Plutôt que d’établir un budget chiffré des dépenses et de chercher à l’équilibrer avec le même niveau de rentrées d’argent, « il est plus utile de se demander quel genre de politiques aux niveaux national et international peuvent générer des ressources pour le développement» explique le directeur adjoint du Département de la stratégie et des politiques du  Fonds monétaire international (FMI), Sean Nolan, à Afrique Renouveau.
 
Dans son rapport d’août 2014, le Comité intergouvernemental d’experts sur le financement du développement durable de l’ONU a divisé soigneusement les sources de financement en quatre catégories : fonds publics d'origine intérieure, fonds privés d'origine intérieure, capitaux publics internationaux et capitaux privés internationaux. Voici les principales observations à noter sur ces quatre catégories :



Financement public intérieur : Les impôts nationaux constituent un apport important pour le développement. Mais les recettes fiscales des pays à faible revenu représentent entre 10 à 14% du PIB, selon le rapport du Comité d’experts, soit environ un tiers de moins que dans les pays à revenu intermédiaire et beaucoup moins dans les deux cas que les 20 à 30% du PIB obtenus dans les pays à revenu élevé.

Financement privé intérieur : Les investisseurs institutionnels sont de plus en plus présents dans les pays en développement et les fonds de pension dans les marchés émergents gèrent 2 500 milliards de dollars d’actifs, d’après les estimations citées dans le rapport. Lorsque ces fonds seront utilisés, la difficulté sera de diriger les investissements aux bons endroits.

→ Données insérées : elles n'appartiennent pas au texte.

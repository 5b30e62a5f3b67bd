/**
 * STORES - Persistance clé/valeur et état durable des hôtes
 *
 * RÔLE :
 * Ce module définit l'interface de stockage commune (KvStore) et le Host State Store
 * qui s'appuie dessus pour conserver un HostState par hôte d'inventaire.
 *
 * FONCTIONNEMENT :
 * - KvStore trait = get / put (avec expiration optionnelle) / delete
 * - SqliteKv      = store principal durable (table kv avec expires_at)
 * - JsonFileKv    = fichier JSON unique, utilisé comme repli pour le panneau
 * - MemoryKv      = store en mémoire (tests, ou si la base SQLite est inaccessible)
 *
 * POLITIQUE D'ERREURS :
 * Une lecture en échec retombe sur l'état par défaut, une écriture en échec est
 * remontée à l'appelant qui la journalise : l'hôte sera réécrit au cycle suivant.
 */

pub mod file;
pub mod memory;
pub mod sqlite;

pub use file::JsonFileKv;
pub use memory::MemoryKv;
pub use sqlite::SqliteKv;

use crate::models::{HostDescriptor, HostState};
use std::sync::Arc;
use std::time::Duration;
use tracing::warn;

/// Rétention par défaut d'un enregistrement d'hôte (rafraîchie à chaque écriture)
pub const DEFAULT_RETENTION: Duration = Duration::from_secs(60 * 60 * 24 * 14);

/// Erreurs possibles lors des opérations sur un store
#[derive(Debug, thiserror::Error)]
pub enum StoreError {
    #[error("sqlite error: {0}")]
    Sqlite(#[from] rusqlite::Error),
    #[error("IO error: {0}")]
    Io(#[from] std::io::Error),
    #[error("serialization error: {0}")]
    Serialization(#[from] serde_json::Error),
    #[error("store unavailable: {0}")]
    Unavailable(String),
}

/// Interface commune à tous les backends clé/valeur.
/// Les valeurs sont du JSON sérialisé par l'appelant.
pub trait KvStore: Send + Sync {
    /// Lecture; une entrée expirée est vue comme absente
    fn get(&self, key: &str) -> Result<Option<String>, StoreError>;

    /// Écriture; `ttl` remplace l'expiration précédente (None = pas d'expiration)
    fn put(&self, key: &str, value: &str, ttl: Option<Duration>) -> Result<(), StoreError>;

    /// Suppression; supprimer une clé absente n'est pas une erreur
    fn delete(&self, key: &str) -> Result<(), StoreError>;

    /// Supprime physiquement les entrées expirées, retourne leur nombre
    fn purge_expired(&self) -> Result<usize, StoreError> {
        Ok(0)
    }

    /// Nom du backend pour les logs
    fn name(&self) -> &str;
}

pub(crate) fn now_epoch() -> i64 {
    time::OffsetDateTime::now_utc().unix_timestamp()
}

pub(crate) fn expiry_from(ttl: Option<Duration>) -> Option<i64> {
    ttl.map(|d| now_epoch().saturating_add(i64::try_from(d.as_secs()).unwrap_or(i64::MAX)))
}

pub fn host_key(host: &str) -> String {
    format!("hosts:{host}")
}

/// État durable des hôtes, une entrée par hôte sous `hosts:{host}`
#[derive(Clone)]
pub struct HostStateStore {
    kv: Arc<dyn KvStore>,
    retention: Duration,
}

impl HostStateStore {
    pub fn new(kv: Arc<dyn KvStore>) -> Self {
        Self { kv, retention: DEFAULT_RETENTION }
    }

    pub fn with_retention(mut self, retention: Duration) -> Self {
        self.retention = retention;
        self
    }

    /// Retourne l'état stocké ou un état par défaut.
    /// Si le label d'inventaire a changé, il est réécrit tout de suite (sans dirty).
    pub fn get(&self, host: &HostDescriptor, now: i64) -> HostState {
        let key = host_key(&host.host);
        let label = host.label.as_deref();

        let mut state = match self.kv.get(&key) {
            Ok(Some(raw)) => match serde_json::from_str::<HostState>(&raw) {
                Ok(state) => state,
                Err(e) => {
                    warn!(host = %host.host, error = %e, "corrupt host record, using defaults");
                    HostState::new(&host.host, label, now)
                }
            },
            Ok(None) => HostState::new(&host.host, label, now),
            Err(e) => {
                warn!(host = %host.host, store = self.kv.name(), error = %e, "host state read failed, using defaults");
                HostState::new(&host.host, label, now)
            }
        };

        // enregistrement antérieur au champ : la dernière écriture est la meilleure borne connue
        if state.created_at.is_none() {
            state.created_at = Some(state.last_update);
        }

        if let Some(label) = label {
            if state.label != label {
                state.label = label.to_string();
                if let Err(e) = self.write(&state) {
                    warn!(host = %host.host, error = %e, "label backfill failed");
                }
            }
        }

        state
    }

    /// Persiste l'état; `last_update` avance à chaque écriture
    pub fn put(&self, state: &mut HostState, now: i64) -> Result<(), StoreError> {
        state.last_update = now;
        self.write(state)
    }

    /// États de tout l'inventaire, dans l'ordre de l'inventaire
    pub fn snapshot(&self, inventory: &[HostDescriptor], now: i64) -> Vec<HostState> {
        inventory.iter().map(|h| self.get(h, now)).collect()
    }

    pub fn purge_expired(&self) -> Result<usize, StoreError> {
        self.kv.purge_expired()
    }

    fn write(&self, state: &HostState) -> Result<(), StoreError> {
        let raw = serde_json::to_string(state)?;
        self.kv.put(&host_key(&state.host), &raw, Some(self.retention))
    }
}

#[cfg(test)]
mod tests {
    use super::*;
    use crate::models::HostStatus;

    const T0: i64 = 1_700_000_000;

    /// Backend qui échoue sur toutes les opérations
    struct BrokenKv;

    impl KvStore for BrokenKv {
        fn get(&self, _key: &str) -> Result<Option<String>, StoreError> {
            Err(StoreError::Unavailable("down".into()))
        }
        fn put(&self, _key: &str, _value: &str, _ttl: Option<Duration>) -> Result<(), StoreError> {
            Err(StoreError::Unavailable("down".into()))
        }
        fn delete(&self, _key: &str) -> Result<(), StoreError> {
            Err(StoreError::Unavailable("down".into()))
        }
        fn name(&self) -> &str {
            "broken"
        }
    }

    #[test]
    fn test_missing_record_yields_defaults() {
        let store = HostStateStore::new(Arc::new(MemoryKv::new()));
        let host = HostDescriptor::new("srv-01", "watcher").with_label("Build");

        let st = store.get(&host, T0);
        assert_eq!(st.host, "srv-01");
        assert_eq!(st.label, "Build");
        assert_eq!(st.status, HostStatus::Free);
        assert_eq!(st.last_update, T0);
    }

    #[test]
    fn test_put_then_get_round_trips_and_stamps_update() {
        let store = HostStateStore::new(Arc::new(MemoryKv::new()));
        let host = HostDescriptor::new("srv-01", "watcher");

        let mut st = store.get(&host, T0);
        st.status = HostStatus::Occupied;
        st.last_users = vec!["alice".into()];
        store.put(&mut st, T0 + 15).unwrap();

        let back = store.get(&host, T0 + 30);
        assert_eq!(back.status, HostStatus::Occupied);
        assert_eq!(back.last_users, vec!["alice"]);
        assert_eq!(back.last_update, T0 + 15);
    }

    #[test]
    fn test_huge_ttl_saturates() {
        assert_eq!(expiry_from(Some(Duration::from_secs(u64::MAX))), Some(i64::MAX));
        assert_eq!(expiry_from(None), None);
    }

    #[test]
    fn test_put_keeps_creation_time() {
        let store = HostStateStore::new(Arc::new(MemoryKv::new()));
        let host = HostDescriptor::new("srv-01", "watcher");

        let mut st = store.get(&host, T0);
        store.put(&mut st, T0).unwrap();
        let mut st = store.get(&host, T0 + 15);
        store.put(&mut st, T0 + 15).unwrap();

        let back = store.get(&host, T0 + 30);
        assert_eq!(back.created_at, Some(T0));
        assert_eq!(back.last_update, T0 + 15);
    }

    #[test]
    fn test_legacy_record_gets_creation_time_from_last_update() {
        let kv = Arc::new(MemoryKv::new());
        kv.put(&host_key("srv-01"), r#"{"host":"srv-01","status":"free","last_update":1699999000}"#, None)
            .unwrap();
        let store = HostStateStore::new(kv);

        let st = store.get(&HostDescriptor::new("srv-01", "watcher"), T0);
        assert_eq!(st.created_at, Some(1_699_999_000));
    }

    #[test]
    fn test_label_backfill_is_written_immediately() {
        let kv = Arc::new(MemoryKv::new());
        let store = HostStateStore::new(kv.clone());

        let mut st = store.get(&HostDescriptor::new("srv-01", "watcher").with_label("Old"), T0);
        store.put(&mut st, T0).unwrap();

        let renamed = HostDescriptor::new("srv-01", "watcher").with_label("New");
        assert_eq!(store.get(&renamed, T0 + 5).label, "New");

        // réécrit sans toucher last_update
        let raw = kv.get(&host_key("srv-01")).unwrap().unwrap();
        let stored: HostState = serde_json::from_str(&raw).unwrap();
        assert_eq!(stored.label, "New");
        assert_eq!(stored.last_update, T0);
    }

    #[test]
    fn test_unlabelled_descriptor_keeps_stored_label() {
        let kv = Arc::new(MemoryKv::new());
        let store = HostStateStore::new(kv);
        let mut st = store.get(&HostDescriptor::new("srv-01", "w").with_label("GPU"), T0);
        store.put(&mut st, T0).unwrap();

        assert_eq!(store.get(&HostDescriptor::new("srv-01", "w"), T0).label, "GPU");
    }

    #[test]
    fn test_failed_read_and_write_are_host_local() {
        let store = HostStateStore::new(Arc::new(BrokenKv));
        let host = HostDescriptor::new("srv-01", "watcher");

        let mut st = store.get(&host, T0);
        assert_eq!(st.status, HostStatus::Free);
        assert!(store.put(&mut st, T0).is_err());
    }

    #[test]
    fn test_corrupt_record_falls_back_to_defaults() {
        let kv = Arc::new(MemoryKv::new());
        kv.put(&host_key("srv-01"), "{not json", None).unwrap();
        let store = HostStateStore::new(kv);

        let st = store.get(&HostDescriptor::new("srv-01", "watcher"), T0);
        assert_eq!(st.status, HostStatus::Free);
        assert_eq!(st.last_update, T0);
    }

    #[test]
    fn test_snapshot_keeps_inventory_order() {
        let store = HostStateStore::new(Arc::new(MemoryKv::new()));
        let inventory = vec![
            HostDescriptor::new("c", "w"),
            HostDescriptor::new("a", "w"),
            HostDescriptor::new("b", "w"),
        ];
        let hosts: Vec<String> = store.snapshot(&inventory, T0).into_iter().map(|s| s.host).collect();
        assert_eq!(hosts, vec!["c", "a", "b"]);
    }
}
/**
 * DISPLAY SINK - Publication du panneau sur la plateforme de chat
 *
 * RÔLE : Interface étroite post / update vers le message vivant, plus
 * l'implémentation Slack (Web API chat.postMessage / chat.update).
 *
 * Une erreur d'update est remontée telle quelle : c'est le flux de
 * réconciliation qui décide d'invalider l'emplacement du panneau.
 */

use crate::models::PanelLocation;
use crate::panel::{Block, PanelPayload};
use async_trait::async_trait;
use serde::{Deserialize, Serialize};
use std::time::Duration;
use tracing::debug;

#[derive(Debug, thiserror::Error)]
pub enum SinkError {
    #[error("HTTP error: {0}")]
    Http(#[from] reqwest::Error),
    #[error("chat API error: {0}")]
    Api(String),
    #[error("unexpected chat API response: {0}")]
    Decode(String),
}

#[async_trait]
pub trait DisplaySink: Send + Sync {
    /// Poste un nouveau message, retourne son identifiant
    async fn post(&self, target: &str, payload: &PanelPayload) -> Result<String, SinkError>;

    /// Remplace le contenu d'un message existant
    async fn update(&self, location: &PanelLocation, payload: &PanelPayload) -> Result<(), SinkError>;
}

#[derive(Debug, Serialize)]
struct ChatMessage<'a> {
    channel: &'a str,
    #[serde(skip_serializing_if = "Option::is_none")]
    ts: Option<&'a str>,
    text: &'a str,
    blocks: &'a [Block],
}

#[derive(Debug, Deserialize)]
struct SlackResponse {
    ok: bool,
    #[serde(default)]
    ts: Option<String>,
    #[serde(default)]
    error: Option<String>,
}

impl SlackResponse {
    fn into_result(self) -> Result<Self, SinkError> {
        if self.ok {
            Ok(self)
        } else {
            Err(SinkError::Api(self.error.unwrap_or_else(|| "unknown_error".to_string())))
        }
    }
}

pub struct SlackSink {
    client: reqwest::Client,
    api_url: String,
    token: String,
}

impl SlackSink {
    pub fn new(api_url: &str, token: &str, timeout: Duration) -> Result<Self, SinkError> {
        let client = reqwest::Client::builder()
            .timeout(timeout)
            .user_agent("loginwatch")
            .build()?;
        Ok(Self {
            client,
            api_url: api_url.trim_end_matches('/').to_string(),
            token: token.to_string(),
        })
    }

    async fn call(&self, method: &str, message: &ChatMessage<'_>) -> Result<SlackResponse, SinkError> {
        let url = format!("{}/{}", self.api_url, method);
        let response = self
            .client
            .post(&url)
            .bearer_auth(&self.token)
            .json(message)
            .send()
            .await?
            .error_for_status()?;

        let body: SlackResponse = response
            .json()
            .await
            .map_err(|e| SinkError::Decode(e.to_string()))?;
        debug!(method, ok = body.ok, "chat API call");
        body.into_result()
    }
}

#[async_trait]
impl DisplaySink for SlackSink {
    async fn post(&self, target: &str, payload: &PanelPayload) -> Result<String, SinkError> {
        let message = ChatMessage { channel: target, ts: None, text: &payload.text, blocks: &payload.blocks };
        let response = self.call("chat.postMessage", &message).await?;
        response
            .ts
            .ok_or_else(|| SinkError::Decode("chat.postMessage returned no ts".to_string()))
    }

    async fn update(&self, location: &PanelLocation, payload: &PanelPayload) -> Result<(), SinkError> {
        let message = ChatMessage {
            channel: &location.target,
            ts: Some(&location.message_id),
            text: &payload.text,
            blocks: &payload.blocks,
        };
        self.call("chat.update", &message).await.map(|_| ())
    }
}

Financement international privé : « On se rend compte que les entreprises multinationales procèdent à un transfert de bénéfices», indique Sean Nolan du FMI. «Ces entreprises essayent de profiter des tentatives que font certains pays pour attirer l’investissement en rendant beaucoup plus attractif leurs régimes fiscaux.» Les efforts faits par le G20 et d’autres pour s’attaquer aux régimes d’imposition injustes pourraient permettre de récupérer des ressources provenant des flux financiers illégaux.

Financement international public : Le dernier rapport de l’Organisation de coopération et de développement économiques indique que l’APD a tourné autour de 130 à 135 milliards de dollars entre 2010 et 2014, un niveau record. L’aide n’a pas plongé à la suite de la crise économique mondiale comme on le redoutait. Mais l’affaiblissement des économies et la résurgence de sentiments nationalistes au sein du monde occidental pourraient signifier qu’une limite a été atteinte. Il existe un risque que les pays en développement se sentent trahis si les augmentations attendues ne se concrétisent pas, ce qui pourrait compromettre  les chances de mise en œuvre des ODD. 



Le rapport du comité d’experts et le projet de document pour le FdD s’intéressent à un éventail de ressources, souvent sous-exploitées alors qu’elles pourraient servir au développement, ainsi qu’à leurs emplois possibles. Mais pour agir sur les bons facteurs il faudra  une ingénieuse coordination économique et politique. Ainsi les experts s’inquiètent du fait  que les ministres des finances et participants officiels à la réunion de printemps des Institutions de Bretton Woods aient demandé des informations sur les ODD à leur arrivée, montrant qu’ils ignoraient presque tout de ces objectifs.